(Saved entries)
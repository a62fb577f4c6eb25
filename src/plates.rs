//! Tectonic plate boundary pipeline: fetch the PB2002 boundary feed and
//! render every feature as a fixed-style dashed polyline. Geometry is
//! assumed well-formed; there is no per-feature validation and no popups.

use crate::{
    data::geojson::FeatureCollection,
    layers::overlay::{LineStyle, Polyline},
    Result,
};

/// Static tectonic plate boundary feed (PB2002)
pub const FEED_URL: &str =
    "https://raw.githubusercontent.com/fraxen/tectonicplates/master/GeoJSON/PB2002_boundaries.json";

/// Fixed boundary styling: orange, width 2, opacity 0.8, dashed
pub fn boundary_style() -> LineStyle {
    LineStyle {
        color: "#ffa500".to_string(),
        width: 2.0,
        opacity: 0.8,
        dash_pattern: vec![3.0, 3.0],
    }
}

/// One-shot fetch of the plate boundary feed
pub async fn fetch() -> Result<FeatureCollection> {
    let collection = reqwest::get(FEED_URL)
        .await?
        .error_for_status()?
        .json::<FeatureCollection>()
        .await?;
    Ok(collection)
}

/// Turns every feature of the feed into styled polylines
pub fn build_polylines(collection: &FeatureCollection) -> Vec<Polyline> {
    collection
        .features
        .iter()
        .filter_map(|feature| feature.geometry.as_ref())
        .flat_map(|geometry| geometry.line_paths())
        .filter(|path| !path.is_empty())
        .map(|points| Polyline::new(points, boundary_style()))
        .collect()
}
pub mod geo;
pub mod map;
pub mod viewport;
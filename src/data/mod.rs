pub mod geojson;
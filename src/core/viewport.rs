use crate::core::geo::{LatLng, LatLngBounds, Point};
use serde::{Deserialize, Serialize};
use std::f64::consts::PI;

/// Web Mercator projection constants
const EARTH_RADIUS: f64 = 6378137.0;
const MAX_LATITUDE: f64 = 85.0511287798;

/// Pixel padding kept around fitted bounds
const FIT_BOUNDS_PADDING: f64 = 20.0;

/// Manages the current view of the map: center, zoom, and screen dimensions
#[derive(Debug, Clone, PartialEq, Serialize, Deserialize)]
pub struct Viewport {
    /// The center of the map view in geographical coordinates
    pub center: LatLng,
    /// The current zoom level
    pub zoom: f64,
    /// The size of the viewport in pixels
    pub size: Point,
    /// The minimum allowed zoom level
    pub min_zoom: f64,
    /// The maximum allowed zoom level
    pub max_zoom: f64,
}

impl Viewport {
    /// Creates a new viewport
    pub fn new(center: LatLng, zoom: f64, size: Point) -> Self {
        Self {
            center,
            zoom: zoom.clamp(0.0, 18.0),
            size,
            min_zoom: 0.0,
            max_zoom: 18.0,
        }
    }

    /// Sets the center of the viewport
    pub fn set_center(&mut self, center: LatLng) {
        self.center = center;
    }

    /// Sets the zoom level, clamping to valid range
    pub fn set_zoom(&mut self, zoom: f64) {
        self.zoom = zoom.clamp(self.min_zoom, self.max_zoom);
    }

    /// Sets the viewport size
    pub fn set_size(&mut self, size: Point) {
        self.size = size;
    }

    /// Projects a LatLng to world pixel coordinates at the given zoom level
    /// using the standard Web Mercator projection (EPSG:3857)
    pub fn project(&self, lat_lng: &LatLng, zoom: Option<f64>) -> Point {
        let z = zoom.unwrap_or(self.zoom);
        let scale = 256.0 * 2_f64.powf(z);

        let lat = lat_lng.lat.clamp(-MAX_LATITUDE, MAX_LATITUDE);
        let x = lat_lng.lng.to_radians() * EARTH_RADIUS;
        let y = ((PI / 4.0 + lat.to_radians() / 2.0).tan().ln()) * EARTH_RADIUS;

        let pixel_x = (x + PI * EARTH_RADIUS) / (2.0 * PI * EARTH_RADIUS) * scale;
        let pixel_y = (-y + PI * EARTH_RADIUS) / (2.0 * PI * EARTH_RADIUS) * scale;

        Point::new(pixel_x, pixel_y)
    }

    /// Unprojects world pixel coordinates back to LatLng at the given zoom level
    pub fn unproject(&self, pixel: &Point, zoom: Option<f64>) -> LatLng {
        let z = zoom.unwrap_or(self.zoom);
        let scale = 256.0 * 2_f64.powf(z);

        let x = (pixel.x / scale) * (2.0 * PI * EARTH_RADIUS) - PI * EARTH_RADIUS;
        let y = PI * EARTH_RADIUS - (pixel.y / scale) * (2.0 * PI * EARTH_RADIUS);

        let lng = (x / EARTH_RADIUS).to_degrees();
        let lat = (2.0 * (y / EARTH_RADIUS).exp().atan() - PI / 2.0).to_degrees();

        LatLng::new(lat, lng)
    }

    /// Converts a geographical coordinate to a screen pixel position,
    /// relative to the top-left corner of the viewport
    pub fn lat_lng_to_pixel(&self, lat_lng: &LatLng) -> Point {
        let world = self.project(lat_lng, None);
        let center = self.project(&self.center, None);
        world
            .subtract(&center)
            .add(&Point::new(self.size.x / 2.0, self.size.y / 2.0))
    }

    /// Converts a screen pixel position back to a geographical coordinate
    pub fn pixel_to_lat_lng(&self, pixel: &Point) -> LatLng {
        let center = self.project(&self.center, None);
        let world = center.add(&pixel.subtract(&Point::new(
            self.size.x / 2.0,
            self.size.y / 2.0,
        )));
        self.unproject(&world, None)
    }

    /// Gets the geographical bounds currently visible in the viewport
    pub fn bounds(&self) -> LatLngBounds {
        let north_west = self.pixel_to_lat_lng(&Point::new(0.0, 0.0));
        let south_east = self.pixel_to_lat_lng(&Point::new(self.size.x, self.size.y));

        LatLngBounds::new(
            LatLng::new(south_east.lat, north_west.lng),
            LatLng::new(north_west.lat, south_east.lng),
        )
    }

    /// Computes the highest zoom level at which the given bounds fit the
    /// viewport with the given pixel padding on every side
    pub fn bounds_zoom(&self, bounds: &LatLngBounds, padding: f64) -> f64 {
        let sw = self.project(&bounds.south_west, Some(0.0));
        let ne = self.project(&bounds.north_east, Some(0.0));
        let span_x = (ne.x - sw.x).abs();
        let span_y = (sw.y - ne.y).abs();

        let avail_x = (self.size.x - 2.0 * padding).max(1.0);
        let avail_y = (self.size.y - 2.0 * padding).max(1.0);

        let zoom_x = if span_x > 0.0 {
            (avail_x / span_x).log2()
        } else {
            self.max_zoom
        };
        let zoom_y = if span_y > 0.0 {
            (avail_y / span_y).log2()
        } else {
            self.max_zoom
        };

        zoom_x.min(zoom_y).clamp(self.min_zoom, self.max_zoom)
    }

    /// Centers the viewport on the given bounds at the highest zoom that
    /// keeps them fully visible.
    ///
    /// Centering happens on the projected midpoint, not the geographic one,
    /// so that the Mercator-stretched northern half cannot overflow the view.
    pub fn fit_bounds(&mut self, bounds: &LatLngBounds) {
        let sw = self.project(&bounds.south_west, Some(0.0));
        let ne = self.project(&bounds.north_east, Some(0.0));
        let mid = Point::new((sw.x + ne.x) / 2.0, (sw.y + ne.y) / 2.0);
        self.set_center(self.unproject(&mid, Some(0.0)));

        let zoom = self.bounds_zoom(bounds, FIT_BOUNDS_PADDING);
        self.set_zoom(zoom);
    }
}

#[cfg(test)]
mod tests {
    use super::*;

    fn viewport() -> Viewport {
        Viewport::new(LatLng::new(20.0, 0.0), 2.0, Point::new(800.0, 600.0))
    }

    #[test]
    fn test_project_unproject_roundtrip() {
        let vp = viewport();
        let coord = LatLng::new(37.7749, -122.4194);

        let world = vp.project(&coord, None);
        let back = vp.unproject(&world, None);

        assert!((back.lat - coord.lat).abs() < 1e-6);
        assert!((back.lng - coord.lng).abs() < 1e-6);
    }

    #[test]
    fn test_center_maps_to_screen_center() {
        let vp = viewport();
        let pixel = vp.lat_lng_to_pixel(&vp.center);

        assert!((pixel.x - 400.0).abs() < 1e-6);
        assert!((pixel.y - 300.0).abs() < 1e-6);
    }

    #[test]
    fn test_viewport_bounds_contain_center() {
        let vp = viewport();
        let bounds = vp.bounds();

        assert!(bounds.contains(&vp.center));
        assert!(bounds.south_west.lat < bounds.north_east.lat);
        assert!(bounds.south_west.lng < bounds.north_east.lng);
    }

    #[test]
    fn test_fit_bounds_centers_and_contains() {
        let mut vp = viewport();
        let bounds = LatLngBounds::from_coords(30.0, -10.0, 50.0, 20.0);

        vp.fit_bounds(&bounds);

        assert!((vp.center.lng - bounds.center().lng).abs() < 1e-6);
        let visible = vp.bounds();
        assert!(visible.contains(&bounds.south_west));
        assert!(visible.contains(&bounds.north_east));
    }

    #[test]
    fn test_fit_degenerate_bounds_clamps_zoom() {
        let mut vp = viewport();
        let point = LatLng::new(10.0, 10.0);
        let bounds = LatLngBounds::new(point, point);

        vp.fit_bounds(&bounds);

        assert_eq!(vp.zoom, vp.max_zoom);
        assert!((vp.center.lat - point.lat).abs() < 1e-6);
        assert!((vp.center.lng - point.lng).abs() < 1e-6);
    }
}
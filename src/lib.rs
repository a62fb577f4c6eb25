//! # quakemap
//!
//! An interactive world map that overlays real-time earthquake data and
//! tectonic plate boundaries fetched from public GeoJSON feeds.
//!
//! The library provides the geographic primitives, layer registry, feed
//! pipelines, and egui widgets; the `quakemap-app` binary wires them into a
//! standalone viewer.

pub mod core;
pub mod data;
pub mod feed;
pub mod layers;
pub mod plates;
pub mod quakes;
pub mod style;
pub mod ui;

// Re-export public API
pub use crate::core::{
    geo::{LatLng, LatLngBounds, Point},
    map::Map,
    viewport::Viewport,
};

pub use crate::layers::{
    base::TileLayer,
    overlay::{CircleMarker, OverlayLayer, Polyline},
    registry::LayerRegistry,
};

pub use crate::data::geojson::{Feature, FeatureCollection, Geometry};

pub use crate::feed::{FeedEvent, FeedFetcher};

pub use crate::ui::{canvas::MapCanvas, layer_control::LayerControl, legend::Legend, popup::Popup};

/// Result type used throughout the library
pub type Result<T> = std::result::Result<T, MapError>;

/// Common error types
#[derive(Debug, thiserror::Error)]
pub enum MapError {
    #[error("Network error: {0}")]
    Network(#[from] reqwest::Error),

    #[error("Serialization error: {0}")]
    Serialization(#[from] serde_json::Error),

    #[error("Parse error: {0}")]
    ParseError(String),

    #[error("Invalid coordinates: {0}")]
    InvalidCoordinates(String),

    #[error("Layer error: {0}")]
    Layer(String),
}

/// Error type alias for convenience
pub type Error = MapError;
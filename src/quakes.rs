//! Earthquake feed pipeline: fetch the USGS weekly GeoJSON feed, validate
//! each feature, and turn the valid ones into styled circle markers.

use crate::{
    core::geo::LatLng,
    data::geojson::{Feature, FeatureCollection, Geometry},
    layers::overlay::{CircleMarker, MarkerStyle},
    style::{depth_color, magnitude_radius},
    Result,
};

/// Rolling "all earthquakes this week" USGS feed
pub const FEED_URL: &str =
    "https://earthquake.usgs.gov/earthquakes/feed/v1.0/summary/all_week.geojson";

/// One-shot fetch of the earthquake feed
pub async fn fetch() -> Result<FeatureCollection> {
    let collection = reqwest::get(FEED_URL)
        .await?
        .error_for_status()?
        .json::<FeatureCollection>()
        .await?;
    Ok(collection)
}

/// Places every valid feature of the feed as a styled circle marker.
///
/// Malformed features (missing point geometry, fewer than two coordinate
/// components, or out-of-range latitude/longitude) are logged and skipped
/// without aborting the batch.
pub fn place_markers(collection: &FeatureCollection) -> Vec<CircleMarker> {
    collection
        .features
        .iter()
        .filter_map(place_feature)
        .collect()
}

fn place_feature(feature: &Feature) -> Option<CircleMarker> {
    let coordinates = match &feature.geometry {
        Some(Geometry::Point { coordinates }) => coordinates,
        _ => {
            log::warn!("Skipping feature without point geometry: {:?}", feature.id);
            return None;
        }
    };

    if coordinates.len() < 2 {
        log::warn!("Skipping invalid data point: {:?}", feature.id);
        return None;
    }

    let position = LatLng::new(coordinates[1], coordinates[0]);
    if !position.is_valid() {
        log::warn!(
            "Skipping out-of-range data point ({}, {}): {:?}",
            position.lat,
            position.lng,
            feature.id
        );
        return None;
    }

    let depth = coordinates.get(2).copied();
    let magnitude = feature.property_f64("mag");
    let place = feature.property_str("place");

    let style = MarkerStyle::earthquake(
        depth_color(depth),
        magnitude_radius(magnitude.unwrap_or(0.0)),
    );

    Some(CircleMarker::new(position, style).with_popup(popup_text(magnitude, place, depth)))
}

/// Popup text bound to each marker; `<br>` separators are rendered as line
/// breaks by the popup widget
fn popup_text(magnitude: Option<f64>, place: Option<&str>, depth: Option<f64>) -> String {
    format!(
        "Magnitude: {}<br>Location: {}<br>Depth: {} km",
        fmt_number(magnitude),
        place.unwrap_or("unknown"),
        fmt_number(depth),
    )
}

fn fmt_number(value: Option<f64>) -> String {
    match value {
        Some(v) => format!("{}", v),
        None => "unknown".to_string(),
    }
}
use serde::{Deserialize, Serialize};

/// Represents a geographical coordinate with latitude and longitude
#[derive(Debug, Clone, Copy, PartialEq, Serialize, Deserialize)]
pub struct LatLng {
    pub lat: f64,
    pub lng: f64,
}

impl LatLng {
    /// Creates a new LatLng coordinate
    pub fn new(lat: f64, lng: f64) -> Self {
        Self { lat, lng }
    }

    /// Validates that the coordinates are within valid ranges
    pub fn is_valid(&self) -> bool {
        self.lat >= -90.0 && self.lat <= 90.0 && self.lng >= -180.0 && self.lng <= 180.0
    }
}

impl Default for LatLng {
    fn default() -> Self {
        Self::new(0.0, 0.0)
    }
}

/// Represents a point in screen or projected coordinates
#[derive(Debug, Clone, Copy, PartialEq, Serialize, Deserialize)]
pub struct Point {
    pub x: f64,
    pub y: f64,
}

impl Point {
    pub fn new(x: f64, y: f64) -> Self {
        Self { x, y }
    }

    pub fn add(&self, other: &Point) -> Point {
        Point::new(self.x + other.x, self.y + other.y)
    }

    pub fn subtract(&self, other: &Point) -> Point {
        Point::new(self.x - other.x, self.y - other.y)
    }
}

impl Default for Point {
    fn default() -> Self {
        Self::new(0.0, 0.0)
    }
}

/// Represents a bounding box of geographical coordinates
#[derive(Debug, Clone, PartialEq, Serialize, Deserialize)]
pub struct LatLngBounds {
    pub south_west: LatLng,
    pub north_east: LatLng,
}

impl LatLngBounds {
    pub fn new(south_west: LatLng, north_east: LatLng) -> Self {
        Self {
            south_west,
            north_east,
        }
    }

    /// Creates bounds from individual coordinates
    pub fn from_coords(south: f64, west: f64, north: f64, east: f64) -> Self {
        Self::new(LatLng::new(south, west), LatLng::new(north, east))
    }

    /// Creates the tightest bounds enclosing all given points
    pub fn from_points(points: &[LatLng]) -> Option<Self> {
        let first = points.first()?;
        let mut bounds = LatLngBounds::new(*first, *first);
        for point in points.iter().skip(1) {
            bounds.extend(point);
        }
        Some(bounds)
    }

    /// Checks if the bounds contain a point
    pub fn contains(&self, point: &LatLng) -> bool {
        point.lat >= self.south_west.lat
            && point.lat <= self.north_east.lat
            && point.lng >= self.south_west.lng
            && point.lng <= self.north_east.lng
    }

    /// Extends the bounds to include a point
    pub fn extend(&mut self, point: &LatLng) {
        self.south_west.lat = self.south_west.lat.min(point.lat);
        self.south_west.lng = self.south_west.lng.min(point.lng);
        self.north_east.lat = self.north_east.lat.max(point.lat);
        self.north_east.lng = self.north_east.lng.max(point.lng);
    }

    /// Gets the center point of the bounds
    pub fn center(&self) -> LatLng {
        LatLng::new(
            (self.south_west.lat + self.north_east.lat) / 2.0,
            (self.south_west.lng + self.north_east.lng) / 2.0,
        )
    }

    /// Returns the union of this bounds with another bounds
    pub fn union(&self, other: &LatLngBounds) -> LatLngBounds {
        let south = self.south_west.lat.min(other.south_west.lat);
        let west = self.south_west.lng.min(other.south_west.lng);
        let north = self.north_east.lat.max(other.north_east.lat);
        let east = self.north_east.lng.max(other.north_east.lng);

        LatLngBounds::new(LatLng::new(south, west), LatLng::new(north, east))
    }
}

#[cfg(test)]
mod tests {
    use super::*;

    #[test]
    fn test_lat_lng_creation() {
        let coord = LatLng::new(40.7128, -74.0060);
        assert_eq!(coord.lat, 40.7128);
        assert_eq!(coord.lng, -74.0060);
        assert!(coord.is_valid());
    }

    #[test]
    fn test_lat_lng_validation() {
        assert!(LatLng::new(90.0, 180.0).is_valid());
        assert!(LatLng::new(-90.0, -180.0).is_valid());
        assert!(!LatLng::new(90.1, 0.0).is_valid());
        assert!(!LatLng::new(10.0, 200.0).is_valid());
        assert!(!LatLng::new(-91.0, 0.0).is_valid());
    }

    #[test]
    fn test_bounds_contains() {
        let bounds = LatLngBounds::from_coords(40.0, -75.0, 41.0, -73.0);
        let point_inside = LatLng::new(40.5, -74.0);
        let point_outside = LatLng::new(42.0, -74.0);

        assert!(bounds.contains(&point_inside));
        assert!(!bounds.contains(&point_outside));
    }

    #[test]
    fn test_bounds_from_points() {
        let points = vec![
            LatLng::new(40.0, -74.0),
            LatLng::new(41.0, -73.0),
            LatLng::new(40.5, -73.5),
        ];
        let bounds = LatLngBounds::from_points(&points).unwrap();

        assert_eq!(bounds.south_west, LatLng::new(40.0, -74.0));
        assert_eq!(bounds.north_east, LatLng::new(41.0, -73.0));
        assert!(LatLngBounds::from_points(&[]).is_none());
    }

    #[test]
    fn test_bounds_union() {
        let a = LatLngBounds::from_coords(0.0, 0.0, 10.0, 10.0);
        let b = LatLngBounds::from_coords(-5.0, 5.0, 5.0, 15.0);
        let union = a.union(&b);

        assert_eq!(union.south_west, LatLng::new(-5.0, 0.0));
        assert_eq!(union.north_east, LatLng::new(10.0, 15.0));
    }
}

## WORK REQUEST
Copy every line from the records that holds the string "value".

## RESULT OF THIS EXERCISE
fn fmt_number(value: Option<f64>) -> String {
    match value {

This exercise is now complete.